WSS v3 to MOSS 2007 Upgrade "Fun"

A few days ago I was allowed to participate in the fun of upgrading from the Windows SharePoint Services version 3 platform to Microsoft Office SharePoint Server 2007 Standard Edition during an overnight weekend time period so as to limit the exposure of any problems that could crop up during operational hours.  This should be a cut and dry right?  I mean Microsoft has a fully loaded set of documentation to assist in “Planning and Preparing.”  How hard can this really be?  I’ve got all the information written out with service accounts, passwords and backup copies of site collections, site definitions and content databases sitting on an external drive – really is this going to be a problem?  This is going to be FUN!

Okay, so admittedly, there are a few challenges to this environment.  It was originally a WSS v2 environment with a custom site definition utilized by several site collections.  But wait, there’s more!
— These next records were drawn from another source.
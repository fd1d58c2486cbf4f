//! Python source introspection.
//!
//! Extracts the exported top-level functions of a Python module, and their
//! positional parameters, without executing the module. The result feeds the
//! code generator.

#![deny(unsafe_code)]
#![warn(missing_docs, missing_debug_implementations)]

pub mod parser;
pub mod types;

pub use parser::{PARSE_SCRIPT, PythonParser, SubprocessParser};
pub use types::{FunctionSignature, ParsedModule};
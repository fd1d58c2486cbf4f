//! JavaScript emission helpers.
//!
//! Python identifiers are almost always valid JavaScript identifiers; the
//! exceptions are JavaScript reserved words and file names that are not
//! identifiers at all. These helpers detect and map those cases.
//!
//! # Examples
//!
//! ```
//! use pyloader_codegen::javascript::{is_identifier, is_reserved_word, to_identifier};
//!
//! assert!(is_identifier("add_numbers"));
//! assert!(is_reserved_word("delete"));
//! assert_eq!(to_identifier("my-module"), "my_module");
//! ```

use pyloader_core::{Error, Result};

/// Words that cannot be used as bindings in an ES module (strict mode).
const RESERVED_WORDS: &[&str] = &[
    "arguments", "await", "break", "case", "catch", "class", "const", "continue", "debugger",
    "default", "delete", "do", "else", "enum", "eval", "export", "extends", "false", "finally",
    "for", "function", "if", "implements", "import", "in", "instanceof", "interface", "let", "new",
    "null", "package", "private", "protected", "public", "return", "static", "super", "switch",
    "this", "throw", "true", "try", "typeof", "var", "void", "while", "with", "yield",
];

/// Returns `true` if `word` is reserved in strict-mode JavaScript.
#[must_use]
pub fn is_reserved_word(word: &str) -> bool {
    RESERVED_WORDS.contains(&word)
}

/// Returns `true` if `name` is an identifier both Python and JavaScript accept.
///
/// Reserved words still count as identifiers here; check them separately
/// with [`is_reserved_word`].
///
/// # Examples
///
/// ```
/// use pyloader_codegen::javascript::is_identifier;
///
/// assert!(is_identifier("_private"));
/// assert!(is_identifier("grüßen"));
/// assert!(!is_identifier("2fast"));
/// assert!(!is_identifier("a-b"));
/// assert!(!is_identifier(""));
/// ```
#[must_use]
pub fn is_identifier(name: &str) -> bool {
    let mut chars = name.chars();
    match chars.next() {
        Some(first) if first == '_' || first.is_alphabetic() => {
            chars.all(|c| c == '_' || c.is_alphanumeric())
        }
        _ => false,
    }
}

/// Maps an arbitrary name onto a JavaScript identifier.
///
/// Invalid characters become `_`, a leading digit gets a `_` prefix, and
/// reserved words get a `_` suffix.
///
/// # Examples
///
/// ```
/// use pyloader_codegen::javascript::to_identifier;
///
/// assert_eq!(to_identifier("example"), "example");
/// assert_eq!(to_identifier("2d.tools"), "_2d_tools");
/// assert_eq!(to_identifier("import"), "import_");
/// assert_eq!(to_identifier(""), "_");
/// ```
#[must_use]
pub fn to_identifier(name: &str) -> String {
    let mut ident: String = name
        .chars()
        .map(|c| if c == '_' || c.is_alphanumeric() { c } else { '_' })
        .collect();

    if ident.chars().next().is_none_or(|c| c.is_numeric()) {
        ident.insert(0, '_');
    }

    if is_reserved_word(&ident) {
        ident.push('_');
    }

    ident
}

/// Renders `value` as a JavaScript string literal.
///
/// Uses JSON string encoding, which is what `JSON.stringify` produces for
/// the same input.
///
/// # Errors
///
/// Returns [`Error::SerializationError`] if encoding fails.
///
/// # Examples
///
/// ```
/// use pyloader_codegen::javascript::string_literal;
///
/// assert_eq!(string_literal("say \"hi\"\n").unwrap(), r#""say \"hi\"\n""#);
/// ```
pub fn string_literal(value: &str) -> Result<String> {
    serde_json::to_string(value).map_err(|e| Error::SerializationError {
        message: "failed to encode string literal".to_string(),
        source: Some(e),
    })
}

/// Builds the template-literal argument list of a call script.
///
/// Each argument is stringified independently at call time, in parameter
/// order.
///
/// # Examples
///
/// ```
/// use pyloader_codegen::javascript::stringified_arguments;
///
/// assert_eq!(stringified_arguments(0), "");
/// assert_eq!(
///     stringified_arguments(2),
///     "${JSON.stringify(args[0])}, ${JSON.stringify(args[1])}"
/// );
/// ```
#[must_use]
pub fn stringified_arguments(count: usize) -> String {
    (0..count)
        .map(|i| format!("${{JSON.stringify(args[{i}])}}"))
        .collect::<Vec<_>>()
        .join(", ")
}

/// Checks that `name` can be emitted, reporting `field` on failure.
///
/// # Errors
///
/// Returns [`Error::ValidationError`] if `name` is not an identifier.
pub fn require_identifier(field: &str, name: &str) -> Result<()> {
    if is_identifier(name) {
        Ok(())
    } else {
        Err(Error::ValidationError {
            field: field.to_string(),
            reason: format!("'{name}' is not a valid identifier"),
        })
    }
}
//! Template engine for code generation using Handlebars.
//!
//! Wraps Handlebars with the built-in JavaScript and declaration templates
//! pre-registered. Rendering is strict (missing variables fail) and does not
//! HTML-escape, since the output is source code.
//!
//! # Examples
//!
//! ```
//! use pyloader_codegen::template_engine::TemplateEngine;
//! use serde_json::json;
//!
//! let mut engine = TemplateEngine::new().unwrap();
//! engine.register_template_string("greeting", "// {{name}} <{{kind}}>").unwrap();
//!
//! let out = engine.render("greeting", &json!({"name": "add", "kind": "a & b"})).unwrap();
//! assert_eq!(out, "// add <a & b>");
//! ```

use handlebars::Handlebars;
use pyloader_core::{Error, Result};
use serde::Serialize;

/// Generated JavaScript module (factory + wrappers).
pub const JS_MODULE: &str = "js/module";
/// One async wrapper function inside the JavaScript module.
pub const JS_FUNCTION: &str = "js/function";
/// TypeScript declarations for the generated module.
pub const DTS_MODULE: &str = "dts/module";
/// One function type alias inside the declarations.
pub const DTS_FUNCTION: &str = "dts/function";

/// Template engine for code generation.
///
/// This type is `Send` and `Sync`; one engine can serve every file of a
/// build.
#[derive(Debug)]
pub struct TemplateEngine<'a> {
    handlebars: Handlebars<'a>,
}

impl<'a> TemplateEngine<'a> {
    /// Creates a new template engine with the built-in templates registered.
    ///
    /// # Errors
    ///
    /// Returns error if template registration fails (should not happen
    /// with valid built-in templates).
    pub fn new() -> Result<Self> {
        let mut handlebars = Handlebars::new();

        // Strict mode: fail on missing variables
        handlebars.set_strict_mode(true);
        handlebars.register_escape_fn(handlebars::no_escape);

        Self::register_builtin_templates(&mut handlebars)?;

        Ok(Self { handlebars })
    }

    fn register_builtin_templates(handlebars: &mut Handlebars<'a>) -> Result<()> {
        let builtin = [
            (JS_MODULE, include_str!("../templates/js/module.js.hbs")),
            (JS_FUNCTION, include_str!("../templates/js/function.js.hbs")),
            (DTS_MODULE, include_str!("../templates/dts/module.d.ts.hbs")),
            (DTS_FUNCTION, include_str!("../templates/dts/function.d.ts.hbs")),
        ];

        for (name, template) in builtin {
            handlebars
                .register_template_string(name, template)
                .map_err(|e| Error::Template {
                    message: format!("Failed to register {name} template: {e}"),
                })?;
        }

        Ok(())
    }

    /// Renders a template with the given context.
    ///
    /// # Errors
    ///
    /// Returns error if:
    /// - Template name is not registered
    /// - Context cannot be serialized
    /// - A variable referenced by the template is missing
    pub fn render<T: Serialize>(&self, template_name: &str, context: &T) -> Result<String> {
        self.handlebars
            .render(template_name, context)
            .map_err(|e| Error::Template {
                message: format!("Rendering '{template_name}' failed: {e}"),
            })
    }

    /// Registers a custom template, replacing any template of that name.
    ///
    /// # Errors
    ///
    /// Returns error if the template string is invalid.
    pub fn register_template_string(&mut self, name: &str, template: &str) -> Result<()> {
        self.handlebars
            .register_template_string(name, template)
            .map_err(|e| Error::Template {
                message: format!("Failed to register template '{name}': {e}"),
            })
    }

    /// Returns `true` if a template with this name is registered.
    #[must_use]
    pub fn has_template(&self, name: &str) -> bool {
        self.handlebars.has_template(name)
    }
}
This environment was upgraded to WSS v3 with a custom site definition leveraging an upgrade definition file.  The additional challenge of the evening in question, which I shall continue to term as fun, included changes in the Microsoft Windows Network Infrastructure going through a spiral of changes.  You would think that this wouldn’t be much of an issue, servers cache credentials right, don’t they?  Unfortunately, when attempting to upgrade, just as when the initial SharePoint instance is installed, the server will communicate back and forth with Active Directory to confirm the user accounts being utilized.

Rather than take the blue pill and investigate how far the rabbit hole goes, I digress and state that after the networking challenges of the Microsoft Windows Server 2003 Infrastructure were fixed so that the real fun could begin – total time wasted waiting for the domain controllers to be fully accessible and operational, 2.5 hours.

First feat, identify where the custom site definition files reside for this WSS v3.  Total time ~ 5 minutes.

Once these were copied over to a network file share I figured that we were in the clear… figured.

Second feat, validate the site backups are operational and the site definitions can be applied prior to restoration to be sure that the environment will be a success.  The Gray Ghost accepts nothing less than success mind you – it’s a flaw in some sense.  So first step in mitigating risk was to utilize a VMWare VM (easier than building out an entire server blade eh?).  And for those of you would ask, yes, I’m using VMWare – I’m still not a fan of Microsoft’s VirtualPC 2007 and I have to say that some of the features and capabilities in the newest Workstation release are pretty sweet.  After installing the key components (frameworks for .net 2.0 and 3.0, in addition to good ole trust IIS 6.0) on the VM, I was off and running to installing a base installation of SQL Server 2005 Express with the applicable service pack and WSS v3.  All of this to a) test that the custom site definitions, just in case the actual server should kick the bucket, at least there would be a safety net and b) to be sure that the data would restore from the backups.  Total time ~ 1.5 hours, apparently there were still some DNS issues cropping up.

Third feat, upgrade MOSS on a WSS v3 platform.  This would seem trivial right?  Unfortunately, not so much.  After running the SharePoint Products and Technologies Configuration Wizard, it made it through 8 of 9 upgrade / installation steps before failing.  Sadly there was very little in the actual error log except that an error had occurred.  After parsing through the log files I came across an interesting tid bit of information:

Requested registry access is not allowed.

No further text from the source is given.